Des ressources largement suffisantes
Face à ces passe-droits et autres petits arrangements coupables, le ras-le-bol est de plus en plus vif. Dotée de ressources hydrauliques inépuisables, l’Afrique subsaharienne dispose d’une houille blanche qui n’a jamais été valorisée comme elle aurait dû l’être. La Guinée, systématiquement qualifiée de château d’eau de l’Afrique de l’Ouest, ne parvient pas à produire suffisamment de courant pour transformer localement sa bauxite en aluminium. Elle se voit forcée d’exporter la matière première sans profiter de sa valeur ajoutée. Idem au Cameroun, qui dispose du deuxième potentiel hydraulique d’Afrique, après la RD Congo. Le géant congolais détient pourtant à Inga un site prometteur pour l’avenir énergétique du continent tout entier. Les barrages du « Grand Inga » pourraient tirer profit du courant du fleuve Congo et développer une puissance de 39 000 MW (plus du double du barrage des Trois-Gorges en Chine), ce qui lui permettrait d’exporter du courant du Caire au Cap. Reste à trouver le financement de l’ouvrage, estimé entre 40 milliards et 50 milliards de dollars (voir ci-contre) !

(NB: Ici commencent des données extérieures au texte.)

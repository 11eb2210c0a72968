// Copyright (C) 2026 Core Services Team This program is free software: you
// can redistribute it and/or modify it under the terms of the GNU General
// Public License as published by the Free Software Foundation, version 3.
//
// This program is distributed in the hope that it will be useful, but WITHOUT
// ANY WARRANTY; without even the implied warranty of MERCHANTABILITY or
// FITNESS FOR A PARTICULAR PURPOSE. See the GNU General Public License for
// more details.
//
// You should have received a copy of the GNU General Public License along
// with this program. If not, see <https://www.gnu.org/licenses/>.
//

//! The periodic reconciler: expires transient grants and drains the three
//! repo-control queues against a per-repo dealer connection.
//!
//! The drain loop preserves a known defect verbatim: a recv timeout aborts
//! the drain for that queue, but the queue is cleared unconditionally
//! afterward, so entries past the timeout are silently lost. Do not "fix" this without
//! explicit direction — it changes observable behavior that real deployments
//! may already be compensating for.

use std::collections::HashMap;
use std::sync::atomic::{AtomicBool, Ordering};
use std::sync::{Arc, Mutex, RwLock};
use std::time::Duration;

use thiserror::Error;
use tracing::{debug, error, info};

use crate::auth::transient::TransientGrantTable;
use crate::repo::RepoDescriptor;
use crate::security::SecurityContext;
use crate::wire::{RepoControlRequest, RepoDataDeleteRequest, RepoPathCreateRequest, RepoPathDeleteRequest};

const TICK_PERIOD: Duration = Duration::from_secs(5);
const DATA_DELETE_TIMEOUT_MS: i64 = 10_000;
const PATH_OP_TIMEOUT_MS: i64 = 5_000;

/// Three ordered `(repo_id, payload)` queues, appended to by worker threads
/// and drained wholesale by the maintenance tick.
#[derive(Debug, Default)]
pub struct PendingQueues {
    pub data_delete: Vec<(String, String)>,
    pub path_create: Vec<(String, String)>,
    pub path_delete: Vec<(String, String)>,
}

impl PendingQueues {
    pub fn new() -> Self {
        Self::default()
    }
}

#[derive(Debug, Error)]
pub enum MaintenanceError {
    #[error("failed to create control socket for repo {repo_id}: {source}")]
    CreateSocket { repo_id: String, source: zmq::Error },
    #[error("failed to apply CURVE client keys for repo {repo_id}: {source}")]
    Curve { repo_id: String, source: zmq::Error },
    #[error("failed to connect control socket for repo {repo_id}: {source}")]
    Connect { repo_id: String, source: zmq::Error },
}

/// Resolve the on-repo path for a path-create/delete id: `u…` is a user
/// scope, anything else is a project scope.
fn translate_path(repo_path: &str, id: &str) -> String {
    let scope = if id.starts_with('u') { "user/" } else { "project/" };
    let suffix = id.get(2..).unwrap_or("");
    format!("{repo_path}{scope}{suffix}")
}

/// Open one authenticated dealer socket per repository, using the shared
/// security context. Called once at maintenance-loop entry.
fn open_repo_sockets(
    zmq_context: &zmq::Context,
    repos: &[RepoDescriptor],
    security: &SecurityContext,
) -> Result<HashMap<String, zmq::Socket>, MaintenanceError> {
    let mut sockets = HashMap::with_capacity(repos.len());
    for repo in repos {
        let socket = zmq_context
            .socket(zmq::DEALER)
            .map_err(|source| MaintenanceError::CreateSocket { repo_id: repo.id.clone(), source })?;
        socket
            .set_curve_serverkey(repo.public_key.as_bytes())
            .and_then(|_| socket.set_curve_publickey(security.public_key.as_bytes()))
            .and_then(|_| socket.set_curve_secretkey(security.private_key.as_bytes()))
            .map_err(|source| MaintenanceError::Curve { repo_id: repo.id.clone(), source })?;
        socket
            .connect(&repo.address)
            .map_err(|source| MaintenanceError::Connect { repo_id: repo.id.clone(), source })?;
        sockets.insert(repo.id.clone(), socket);
    }
    Ok(sockets)
}

/// Send `request` to `repo_id`'s control socket and block for a reply within
/// `timeout_ms`. Returns `Ok(true)` on a timely reply, `Ok(false)` if the
/// repo is unknown, `Err` on a timeout.
fn dispatch(
    sockets: &HashMap<String, zmq::Socket>,
    repo_id: &str,
    request: RepoControlRequest,
    timeout_ms: i64,
) -> Result<bool, ()> {
    let Some(socket) = sockets.get(repo_id) else {
        error!(repo_id, "unknown repo in control queue entry");
        return Ok(false);
    };

    let frames = match request.encode() {
        Ok(frames) => frames,
        Err(e) => {
            error!(repo_id, error = ?e, "failed to encode repo-control request");
            return Ok(false);
        }
    };

    if let Err(e) = socket.send_multipart(frames, 0) {
        error!(repo_id, error = ?e, "failed to send repo-control request");
        return Err(());
    }

    match socket.poll(zmq::POLLIN, timeout_ms) {
        Ok(0) => {
            error!(repo_id, "timed out waiting for repo-control reply");
            Err(())
        }
        Ok(_) => {
            if let Err(e) = socket.recv_multipart(0) {
                error!(repo_id, error = ?e, "failed to receive repo-control reply");
            }
            Ok(true)
        }
        Err(e) => {
            error!(repo_id, error = ?e, "poll failed while awaiting repo-control reply");
            Err(())
        }
    }
}

/// Drain `queue` entirely. On a dispatch timeout, the remaining entries are
/// abandoned but `queue` is still cleared at the end — the documented lossy
/// behavior.
fn drain_data_delete(sockets: &HashMap<String, zmq::Socket>, queue: &mut Vec<(String, String)>) {
    let entries = std::mem::take(queue);
    for (repo_id, path) in entries {
        debug!(repo_id = %repo_id, path = %path, "draining data-delete entry");
        let request = RepoControlRequest::DataDelete(RepoDataDeleteRequest { path });
        if dispatch(sockets, &repo_id, request, DATA_DELETE_TIMEOUT_MS).is_err() {
            break;
        }
    }
}

fn drain_path_create(
    sockets: &HashMap<String, zmq::Socket>,
    repos: &HashMap<String, RepoDescriptor>,
    queue: &mut Vec<(String, String)>,
) {
    let entries = std::mem::take(queue);
    for (repo_id, id) in entries {
        let Some(repo) = repos.get(&repo_id) else {
            error!(repo_id, "unknown repo in path-create queue entry");
            continue;
        };
        let path = translate_path(&repo.path, &id);
        debug!(repo_id = %repo_id, path = %path, "draining path-create entry");
        let request = RepoControlRequest::PathCreate(RepoPathCreateRequest { path });
        if dispatch(sockets, &repo_id, request, PATH_OP_TIMEOUT_MS).is_err() {
            break;
        }
    }
}

fn drain_path_delete(
    sockets: &HashMap<String, zmq::Socket>,
    repos: &HashMap<String, RepoDescriptor>,
    queue: &mut Vec<(String, String)>,
) {
    let entries = std::mem::take(queue);
    for (repo_id, id) in entries {
        let Some(repo) = repos.get(&repo_id) else {
            error!(repo_id, "unknown repo in path-delete queue entry");
            continue;
        };
        let path = translate_path(&repo.path, &id);
        debug!(repo_id = %repo_id, path = %path, "draining path-delete entry");
        let request = RepoControlRequest::PathDelete(RepoPathDeleteRequest { path });
        if dispatch(sockets, &repo_id, request, PATH_OP_TIMEOUT_MS).is_err() {
            break;
        }
    }
}

/// Run the maintenance loop until `kill_switch` is set, checked once per
/// tick after the sleep.
pub fn run(
    zmq_context: zmq::Context,
    kill_switch: Arc<AtomicBool>,
    repos: Vec<RepoDescriptor>,
    security: SecurityContext,
    transient: Arc<RwLock<TransientGrantTable>>,
    queues: Arc<Mutex<PendingQueues>>,
) {
    info!("confirming repository server connections");
    let sockets = match open_repo_sockets(&zmq_context, &repos, &security) {
        Ok(sockets) => sockets,
        Err(e) => {
            error!(error = ?e, "failed to open repository control sockets, maintenance loop exiting");
            return;
        }
    };
    let repos_by_id: HashMap<String, RepoDescriptor> =
        repos.into_iter().map(|r| (r.id.clone(), r)).collect();

    info!("maintenance loop started");
    while !kill_switch.load(Ordering::Relaxed) {
        std::thread::sleep(TICK_PERIOD);
        if kill_switch.load(Ordering::Relaxed) {
            break;
        }

        let expired = transient.write().unwrap().expire(std::time::Instant::now());
        if expired > 0 {
            debug!(expired, "purged expired transient grants");
        }

        let mut queues = queues.lock().unwrap();
        drain_data_delete(&sockets, &mut queues.data_delete);
        drain_path_create(&sockets, &repos_by_id, &mut queues.path_create);
        drain_path_delete(&sockets, &repos_by_id, &mut queues.path_delete);
    }

    info!("maintenance loop stopped");
}

#[cfg(test)]
mod tests {
    use super::*;

    #[test]
    fn translate_path_routes_user_scope() {
        assert_eq!(translate_path("/mnt/a/", "u/bob"), "/mnt/a/user/bob");
    }

    #[test]
    fn translate_path_routes_project_scope() {
        assert_eq!(translate_path("/mnt/a/", "p/proj1"), "/mnt/a/project/proj1");
    }

    #[test]
    fn drain_clears_queue_even_when_repo_unknown() {
        let sockets = HashMap::new();
        let mut queue = vec![("missing-repo".to_string(), "/x".to_string())];
        drain_data_delete(&sockets, &mut queue);
        assert!(queue.is_empty());
    }

    #[test]
    fn path_create_drain_skips_unknown_repo_and_clears_queue() {
        let sockets = HashMap::new();
        let repos = HashMap::new();
        let mut queue = vec![("missing-repo".to_string(), "u/bob".to_string())];
        drain_path_create(&sockets, &repos, &mut queue);
        assert!(queue.is_empty());
    }
}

Mais la mobilisation des ressources n’implique pas forcément des réalisations aussi pharaoniques que celle d’Inga. Localement, des solutions existent, qui visent à valoriser les atouts de chacun pour contribuer à satisfaire les besoins de tous. Ainsi, au Gabon, les réserves d’hydrocarbures sont désormais utilisées pour produire du courant, comme le fait la Société d’énergie et d’eau du Gabon (SEEG) en alimentant sa centrale d’Owendo avec du gaz gabonais. Un contrat d’achat a été signé avec le français Perenco pour la fourniture de 100 millions de m3 de gaz par an. Extrait de champs pétrolifères situés au sud de Port-Gentil, le combustible sera acheminé par pipeline jusqu’à Libreville sur une distance de 600 km.
Cette solution n’est pas réservée aux seuls producteurs d’hydrocarbures. Un gazoduc de 678 km en cours d’installation va ainsi permettre au Bénin, au Togo et au Ghana de profiter du gaz nigérian pour produire leur propre énergie. Une coopération que favorise la Cedeao à travers le West African Power Pool, réseau électrique sous-régional qui vise à renforcer la complémentarité entre ses membres. Ainsi l’interconnexion entre la Côte d’Ivoire et le Mali, qui a été lancée le 26 janvier dernier à Sikasso, constitue un maillon dans la toile d’araignée énergétique qui doit relier à terme les pays d’Afrique de l’Ouest.
Certes, tout le monde n’a pas la chance, comme le Nigeria, le Gabon ou la Côte d’Ivoire, d’avoir des hydrocarbures à revendre. Tout le monde n’a pas la chance non plus, comme le Cameroun ou la Guinée, d’avoir un réseau fluvial adapté à la production d’électricité. Certes, l’Afrique du Sud n’a pas de pétrole, ni même de fleuve aussi puissant que le Congo. Mais elle a des voisins. Et si elle a longtemps revendu son énergie à ses partenaires du Pool énergétique d’Afrique australe, pourquoi ne pourrait-elle pas devenir leur cliente ? Le Mozambique est déjà exportateur d’hydroélectricité aujourd’hui. La Namibie, grâce à son propre uranium, pourrait le devenir demain.